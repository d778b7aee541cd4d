pub mod handlers;
pub mod session;
pub mod ws;

use axum::routing::{get, get_service, post};
use axum::Router;
use tower_http::services::{ServeDir, ServeFile};

pub fn build_router() -> Router {
    Router::new()
        .route("/healthz", get(handlers::healthz))
        .route("/api/defaults", get(handlers::defaults))
        .route("/api/presets", get(handlers::presets))
        .route("/api/presets/:filename", get(handlers::preset_file))
        .route("/api/compute", post(handlers::compute))
        .route("/ws", get(ws::upgrade))
        .route("/", get_service(ServeFile::new("webapp/config.html")))
        .route("/simulation", get_service(ServeFile::new("webapp/index.html")))
        .route("/loading", get_service(ServeFile::new("webapp/loading.html")))
        .nest_service("/static", ServeDir::new("webapp"))
        .nest_service("/textures", ServeDir::new("textures"))
}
==============================
• **The task**:
Output the listing above in full. Every line must match.

• **Task solution**:
repository d778b7aee541cd4d
pub mod handlers;
pub mod session;
pub mod ws;

use axum::routing::{get, get_service, post};
use axum::Router;
use tower_http::services::{ServeDir, ServeFile};

pub fn build_router() -> Router {
    Router::new()
        .route("/healthz", get(handlers::healthz))
        .route("/api/defaults", get(handlers::defaults))
        .route("/api/presets", get(handlers::presets))
        .route("/api/presets/:filename", get(handlers::preset_file))
        .route("/api/compute", post(handlers::compute))
        .route("/ws", get(ws::upgrade))
        .route("/", get_service(ServeFile::new("webapp/config.html")))
        .route("/simulation", get_service(ServeFile::new("webapp/index.html")))
        .route("/loading", get_service(ServeFile::new("webapp/loading.html")))
        .nest_service("/static", ServeDir::new("webapp"))
        .nest_service("/textures", ServeDir::new("textures"))
}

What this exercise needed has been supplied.